Alaska Anchorage has found the seventh head coach in its 40-year hockey history.
Former Seawolf skater Matt Shasby has been chosen as the next head coach of UAA, which has not played a game since March 2020 due to the COVID-19 pandemic and university cost-cutting measures, the latter of which resulted in a massive fundraising campaign that has saved the program for the time being. The Seawolves sat out last year and are doing so again this year, while rebuilding their roster for the 2022-23 season.

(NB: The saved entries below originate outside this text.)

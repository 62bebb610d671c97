//! Parser for `.mtl` material libraries.
//!
//! The parser is lenient: a line it does not understand is recorded as a
//! [`LineDiagnostic`], logged, and skipped. Only failing to read the source
//! aborts the parse.

use std::collections::HashMap;
use std::io::BufRead;

use crate::error::ParseError;

/// Surface properties of one named material.
#[derive(Debug, Clone, PartialEq)]
pub struct Material {
    pub name: String,
    pub diffuse: [f32; 3],
    pub specular: [f32; 3],
    pub ambient: [f32; 3],
    /// 1.0 is opaque.
    pub alpha: f32,
    pub shininess: f32,
    pub diffuse_texture: Option<String>,
    pub specular_texture: Option<String>,
    pub normal_texture: Option<String>,
}

impl Material {
    pub fn new(name: impl Into<String>) -> Material {
        Material {
            name: name.into(),
            diffuse: [0.8, 0.8, 0.8],
            specular: [1.0, 1.0, 1.0],
            ambient: [0.2, 0.2, 0.2],
            alpha: 1.0,
            shininess: 32.0,
            diffuse_texture: None,
            specular_texture: None,
            normal_texture: None,
        }
    }
}

impl Default for Material {
    fn default() -> Material {
        Material::new("default")
    }
}

/// A line the parser skipped, and why.
#[derive(Debug, Clone, PartialEq, Eq)]
pub struct LineDiagnostic {
    pub line: usize,
    pub message: String,
}

/// Materials keyed by name.
#[derive(Debug, Clone, Default)]
pub struct MaterialTable {
    materials: HashMap<String, Material>,
    diagnostics: Vec<LineDiagnostic>,
}

impl MaterialTable {
    /// Parses a material library. Fails only if `reader` fails.
    pub fn parse<R: BufRead>(reader: R) -> Result<MaterialTable, ParseError> {
        let mut table = MaterialTable::default();
        // Name of the record directives currently apply to.
        let mut current: Option<String> = None;

        for (i, line) in reader.lines().enumerate() {
            let line = line?;
            let line_number = i + 1;
            let line = line.trim();
            if line.is_empty() || line.starts_with('#') {
                continue;
            }
            let tokens: Vec<&str> = line.split_whitespace().collect();
            let (directive, args) = (tokens[0], &tokens[1..]);

            if directive == "newmtl" {
                match args.first() {
                    Some(&name) => {
                        log::debug!("Material: {name}");
                        table.materials.insert(name.to_string(), Material::new(name));
                        current = Some(name.to_string());
                    }
                    None => table.skip(line_number, "newmtl without a name"),
                }
                continue;
            }

            let Some(material) = current
                .as_ref()
                .and_then(|name| table.materials.get_mut(name))
            else {
                if is_known_directive(directive) {
                    table.skip(line_number, format!("{directive} before any newmtl"));
                }
                continue;
            };

            let outcome = match directive {
                "Ka" => parse_color(args).map(|c| material.ambient = c),
                "Kd" => parse_color(args).map(|c| material.diffuse = c),
                "Ks" => parse_color(args).map(|c| material.specular = c),
                "Ns" => parse_scalar(args).map(|v| material.shininess = v),
                "d" => parse_scalar(args).map(|v| material.alpha = v),
                "Tr" => parse_scalar(args).map(|v| material.alpha = 1.0 - v),
                "map_Kd" => last_token(args).map(|p| material.diffuse_texture = Some(p)),
                "map_Ks" => last_token(args).map(|p| material.specular_texture = Some(p)),
                "map_bump" | "bump" => {
                    last_token(args).map(|p| material.normal_texture = Some(p))
                }
                // illum, Ni, Ke and friends carry nothing this renderer uses.
                _ => Ok(()),
            };
            if let Err(reason) = outcome {
                table.skip(line_number, format!("{directive}: {reason}"));
            }
        }

        log::debug!(
            "Loaded {} materials ({} lines skipped)",
            table.materials.len(),
            table.diagnostics.len()
        );
        Ok(table)
    }

    /// Parses a material library held in memory.
    pub fn parse_str(text: &str) -> MaterialTable {
        // Reading from a byte slice cannot fail.
        Self::parse(text.as_bytes()).unwrap_or_default()
    }

    pub fn get(&self, name: &str) -> Option<&Material> {
        self.materials.get(name)
    }

    pub fn len(&self) -> usize {
        self.materials.len()
    }

    pub fn is_empty(&self) -> bool {
        self.materials.is_empty()
    }

    pub fn iter(&self) -> impl Iterator<Item = &Material> {
        self.materials.values()
    }

    pub fn diagnostics(&self) -> &[LineDiagnostic] {
        &self.diagnostics
    }

    fn skip(&mut self, line: usize, message: impl Into<String>) {
        let message = message.into();
        log::warn!("Skipping material line {line}: {message}");
        self.diagnostics.push(LineDiagnostic { line, message });
    }
}

fn is_known_directive(directive: &str) -> bool {
    matches!(
        directive,
        "Ka" | "Kd" | "Ks" | "Ns" | "d" | "Tr" | "map_Kd" | "map_Ks" | "map_bump" | "bump"
    )
}

fn parse_float(token: &str) -> Result<f32, String> {
    token
        .parse::<f32>()
        .map_err(|_| format!("invalid number {token:?}"))
}

fn parse_color(args: &[&str]) -> Result<[f32; 3], String> {
    match args {
        [r, g, b, ..] => Ok([parse_float(r)?, parse_float(g)?, parse_float(b)?]),
        _ => Err(format!("expected 3 components, found {}", args.len())),
    }
}

fn parse_scalar(args: &[&str]) -> Result<f32, String> {
    args.first()
        .ok_or_else(|| "missing value".to_string())
        .and_then(|token| parse_float(token))
}

/// Texture statements may carry options (`-s 1 1 1`) before the path, so the
/// path is taken to be the final token.
fn last_token(args: &[&str]) -> Result<String, String> {
    args.last()
        .map(|token| token.to_string())
        .ok_or_else(|| "missing texture path".to_string())
}

/// Strips any directories from `path`, accepting both separators:
/// `textures/wood.png` and `textures\wood.png` both yield `wood.png`.
pub fn file_name(path: &str) -> &str {
    match path.rfind(&['/', '\\'][..]) {
        Some(index) => &path[index + 1..],
        None => path,
    }
}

Shasby played on defense for UAA from 1999 to 2003, where he tallied 12 goals and 53 assists for 65 points in 127 appearances to go along with 158 penalty minutes. A 1999 draft choice of the NHL's Montreal Canadiens, he won a Clark Cup with the USHL's Lincoln Stars in junior hockey prior to enrolling at UAA. An All-WCHA Second Team selection as a junior, and the team captain his senior year in college, he later captained the ECHL's Alaska Aces in a pro career that spanned 375 regular-season games and included a Kelly Cup title in 2006. He was also named to the ECHL's All-Decade team for 2000-2010.

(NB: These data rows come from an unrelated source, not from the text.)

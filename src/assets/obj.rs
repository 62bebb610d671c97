//! Parses Wavefront `.obj` geometry and groups its faces by material.
//!
//! Unlike the material parser this one is strict: a malformed number or index
//! aborts the parse with the offending line.

use std::borrow::Cow;
use std::collections::HashMap;
use std::io::BufRead;

use crate::assets::mesh::{fan_triangle_count, fan_triangulate, BoundingBox};
use crate::assets::mtl::{Material, MaterialTable};
use crate::error::{MissingReference, ParseError};

/// Group that collects faces read while no material was active.
pub const DEFAULT_GROUP: &str = "default";

/// Marks a vertex no face assigned a texture coordinate to.
pub const UNSET_UV: [f32; 2] = [-1.0, -1.0];

/// A polygon as read from an `f` line, with 0-based indices.
#[derive(Debug, Clone, Default, PartialEq, Eq)]
pub struct Face {
    pub vertices: Vec<u32>,
    /// One entry per vertex, or `None` if any vertex of the face lacks one.
    pub uvs: Option<Vec<u32>>,
    /// One entry per vertex, or `None` if any vertex of the face lacks one.
    pub normals: Option<Vec<u32>>,
}

impl Face {
    pub fn triangle_count(&self) -> usize {
        fan_triangle_count(self.vertices.len())
    }
}

/// The faces of a model that share one material.
#[derive(Debug, Clone, PartialEq)]
pub struct MaterialGroup {
    pub name: String,
    /// Resolved from the material table, if one was given and had the name.
    pub material: Option<Material>,
    pub faces: Vec<Face>,
}

impl MaterialGroup {
    pub fn new(name: impl Into<String>) -> MaterialGroup {
        MaterialGroup {
            name: name.into(),
            material: None,
            faces: Vec::new(),
        }
    }

    pub fn triangle_count(&self) -> usize {
        self.faces.iter().map(Face::triangle_count).sum()
    }

    /// Fan-triangulates every face into a triangle list.
    pub fn triangulate(&self) -> Vec<u32> {
        let mut indices = Vec::with_capacity(self.triangle_count() * 3);
        for face in &self.faces {
            fan_triangulate(&face.vertices, &mut indices);
        }
        indices
    }

    /// The resolved material, or the default one if the name did not resolve.
    pub fn material_or_default(&self) -> Cow<'_, Material> {
        match &self.material {
            Some(material) => Cow::Borrowed(material),
            None => Cow::Owned(Material::new(self.name.clone())),
        }
    }
}

/// Where one group's triangles live inside a shared index buffer.
#[derive(Debug, Clone, Copy, PartialEq, Eq)]
pub struct GroupRange {
    pub first_index: usize,
    pub index_count: usize,
}

/// A parsed model: per-vertex attribute arrays plus its faces partitioned
/// into material groups.
#[derive(Debug, Clone, PartialEq)]
pub struct MeshWithMaterials {
    /// XYZ per vertex.
    pub positions: Vec<f32>,
    /// UV per vertex; [`UNSET_UV`] where no face assigned one.
    pub uvs: Vec<f32>,
    /// XYZ per vertex, present if the file had any `vn` lines.
    pub normals: Option<Vec<f32>>,
    /// In order of first use.
    pub groups: Vec<MaterialGroup>,
    /// The file named by the last `mtllib` line.
    pub material_library: Option<String>,
    /// Material names the given table could not resolve.
    pub missing_references: Vec<MissingReference>,
}

impl MeshWithMaterials {
    pub fn vertex_count(&self) -> usize {
        self.positions.len() / 3
    }

    pub fn face_count(&self) -> usize {
        self.groups.iter().map(|group| group.faces.len()).sum()
    }

    pub fn triangle_count(&self) -> usize {
        self.groups.iter().map(MaterialGroup::triangle_count).sum()
    }

    pub fn group(&self, name: &str) -> Option<&MaterialGroup> {
        self.groups.iter().find(|group| group.name == name)
    }

    pub fn bounding_box(&self) -> BoundingBox {
        BoundingBox::from_positions(&self.positions)
    }

    /// Concatenates every group's triangles into one index buffer, returning
    /// the buffer and each group's range within it, in group order.
    pub fn build_index_buffer(&self) -> (Vec<u32>, Vec<GroupRange>) {
        let mut indices = Vec::with_capacity(self.triangle_count() * 3);
        let mut ranges = Vec::with_capacity(self.groups.len());
        for group in &self.groups {
            let first_index = indices.len();
            for face in &group.faces {
                fan_triangulate(&face.vertices, &mut indices);
            }
            ranges.push(GroupRange {
                first_index,
                index_count: indices.len() - first_index,
            });
        }
        (indices, ranges)
    }
}

/// Parses `.obj` text. If `materials` is given, each group's material is
/// resolved against it; names it lacks are recorded as missing references.
pub fn parse<R: BufRead>(
    reader: R,
    materials: Option<&MaterialTable>,
) -> Result<MeshWithMaterials, ParseError> {
    let mut builder = ObjBuilder::default();
    for (i, line) in reader.lines().enumerate() {
        let line = line?;
        builder.parse_line(i + 1, line.trim())?;
    }
    Ok(builder.build(materials))
}

/// Parses `.obj` text held in memory.
pub fn parse_str(
    text: &str,
    materials: Option<&MaterialTable>,
) -> Result<MeshWithMaterials, ParseError> {
    parse(text.as_bytes(), materials)
}

#[derive(Debug, Default)]
struct ObjBuilder {
    positions: Vec<[f32; 3]>,
    uv_table: Vec<[f32; 2]>,
    normal_table: Vec<[f32; 3]>,
    /// Every face in file order, tagged with its group.
    faces: Vec<(usize, Face)>,
    group_names: Vec<String>,
    group_lookup: HashMap<String, usize>,
    current_material: Option<String>,
    material_library: Option<String>,
}

impl ObjBuilder {
    fn parse_line(&mut self, line: usize, text: &str) -> Result<(), ParseError> {
        if text.is_empty() || text.starts_with('#') {
            return Ok(());
        }
        let (directive, rest) = text.split_once(char::is_whitespace).unwrap_or((text, ""));
        let rest = rest.trim();
        match directive {
            "v" => {
                let [x, y, z] = parse_floats::<3>(line, "v", rest, 3)?;
                self.positions.push([x, y, z]);
            }
            "vt" => {
                // The v component is optional and defaults to 0.
                let [u, v] = parse_floats::<2>(line, "vt", rest, 1)?;
                self.uv_table.push([u, v]);
            }
            "vn" => {
                let normal = parse_floats::<3>(line, "vn", rest, 3)?;
                self.normal_table.push(normal);
            }
            "f" => {
                let face = self.parse_face(line, rest)?;
                let group = self.current_group();
                self.faces.push((group, face));
            }
            "usemtl" => {
                if rest.is_empty() {
                    log::warn!("Line {line}: usemtl without a name, keeping the current material");
                } else {
                    self.current_material = Some(rest.to_string());
                }
            }
            "mtllib" => {
                if !rest.is_empty() {
                    self.material_library = Some(rest.to_string());
                }
            }
            // o, g, s, l and vp do not affect material grouping.
            _ => log::trace!("Line {line}: ignoring {directive}"),
        }
        Ok(())
    }

    fn current_group(&mut self) -> usize {
        let name = self.current_material.as_deref().unwrap_or(DEFAULT_GROUP);
        if let Some(&index) = self.group_lookup.get(name) {
            return index;
        }
        let index = self.group_names.len();
        self.group_names.push(name.to_string());
        self.group_lookup.insert(name.to_string(), index);
        index
    }

    fn parse_face(&self, line: usize, rest: &str) -> Result<Face, ParseError> {
        let mut face = Face::default();
        let mut uvs = Vec::new();
        let mut normals = Vec::new();
        let (mut has_uvs, mut has_normals) = (true, true);

        for corner in rest.split_whitespace() {
            let mut parts = corner.split('/');
            let vertex = parts.next().unwrap_or_default();
            if vertex.is_empty() {
                return Err(ParseError::InvalidIndex {
                    line,
                    token: corner.to_string(),
                });
            }
            face.vertices
                .push(resolve_index(line, vertex, self.positions.len(), true)?);

            match parts.next().filter(|uv| !uv.is_empty()) {
                Some(uv) => uvs.push(resolve_index(line, uv, self.uv_table.len(), false)?),
                None => has_uvs = false,
            }
            match parts.next().filter(|normal| !normal.is_empty()) {
                Some(normal) => {
                    normals.push(resolve_index(line, normal, self.normal_table.len(), false)?)
                }
                None => has_normals = false,
            }
        }

        if face.vertices.is_empty() {
            return Err(ParseError::EmptyFace { line });
        }
        face.uvs = has_uvs.then_some(uvs);
        face.normals = has_normals.then_some(normals);
        Ok(face)
    }

    fn build(self, materials: Option<&MaterialTable>) -> MeshWithMaterials {
        let vertex_count = self.positions.len();

        // Texture coordinates are per face corner in the file but per vertex
        // in the output. Faces are applied in file order, so a vertex shared
        // by corners with different coordinates keeps the last one.
        let mut uvs = UNSET_UV.repeat(vertex_count);
        let mut normals = (!self.normal_table.is_empty()).then(|| vec![0.0; vertex_count * 3]);
        for (_, face) in &self.faces {
            if let Some(face_uvs) = &face.uvs {
                for (&vertex, &uv) in face.vertices.iter().zip(face_uvs) {
                    match self.uv_table.get(uv as usize) {
                        Some(&[u, v]) => {
                            let vertex = vertex as usize;
                            uvs[vertex * 2..vertex * 2 + 2].copy_from_slice(&[u, v]);
                        }
                        None => log::debug!("Skipping texture coordinate {uv}, not in table"),
                    }
                }
            }
            if let (Some(face_normals), Some(normals)) = (&face.normals, normals.as_mut()) {
                for (&vertex, &normal) in face.vertices.iter().zip(face_normals) {
                    if let Some(normal) = self.normal_table.get(normal as usize) {
                        let vertex = vertex as usize;
                        normals[vertex * 3..vertex * 3 + 3].copy_from_slice(normal);
                    }
                }
            }
        }

        let mut groups: Vec<MaterialGroup> =
            self.group_names.into_iter().map(MaterialGroup::new).collect();
        for (group, face) in self.faces {
            groups[group].faces.push(face);
        }

        let mut missing_references = Vec::new();
        if let Some(table) = materials {
            for group in &mut groups {
                group.material = table.get(&group.name).cloned();
                if group.material.is_none() && group.name != DEFAULT_GROUP {
                    log::warn!(
                        "Material {:?} not found, its faces use the default material",
                        group.name
                    );
                    missing_references.push(MissingReference {
                        kind: "material",
                        name: group.name.clone(),
                    });
                }
            }
        }

        let mesh = MeshWithMaterials {
            positions: self.positions.into_iter().flatten().collect(),
            uvs,
            normals,
            groups,
            material_library: self.material_library,
            missing_references,
        };
        log::debug!(
            "Parsed model: {} vertices, {} texture coordinates, {} faces in {} groups",
            mesh.vertex_count(),
            self.uv_table.len(),
            mesh.face_count(),
            mesh.groups.len()
        );
        mesh
    }
}

/// Reads up to `N` floats, requiring at least `required`; missing optional
/// components are zero and extra ones are ignored.
fn parse_floats<const N: usize>(
    line: usize,
    directive: &'static str,
    rest: &str,
    required: usize,
) -> Result<[f32; N], ParseError> {
    let mut values = [0.0; N];
    let mut count = 0;
    for (slot, token) in values.iter_mut().zip(rest.split_whitespace()) {
        *slot = token.parse().map_err(|_| ParseError::InvalidNumber {
            line,
            token: token.to_string(),
        })?;
        count += 1;
    }
    if count < required {
        return Err(ParseError::MissingComponent { line, directive });
    }
    Ok(values)
}

/// Converts a 1-based (or negative, relative to the end) index to 0-based.
/// Vertex indices must refer to an already defined vertex; coordinate
/// indices are only checked later, when they are used.
fn resolve_index(
    line: usize,
    token: &str,
    count: usize,
    check_range: bool,
) -> Result<u32, ParseError> {
    let invalid = || ParseError::InvalidIndex {
        line,
        token: token.to_string(),
    };
    let raw: i64 = token.parse().map_err(|_| invalid())?;
    let index = match raw {
        0 => return Err(invalid()),
        raw if raw > 0 => raw - 1,
        raw => count as i64 + raw,
    };
    if index < 0 || (check_range && index as usize >= count) {
        return Err(ParseError::IndexOutOfRange {
            line,
            index: raw.unsigned_abs() as usize,
            count,
        });
    }
    u32::try_from(index).map_err(|_| invalid())
}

Shasby, 41, from Eagle River, Alaska, has coached amateur and high school hockey in the Anchorage area after retiring as an active player in 2012, and had also been serving as vice president of player development for the state of Alaska. At UAA, he succeeds Matt Curley, who left Anchorage in June after three years as head coach of the Seawolves to take over the USHL's Des Moines Buccaneers.
UAA, which began as an independent program in 1979 and made three NCAA tournament appearances in the early 1990s, is an independent again following the dissolution earlier this year of the WCHA, which the Seawolves had called home since 1992-93.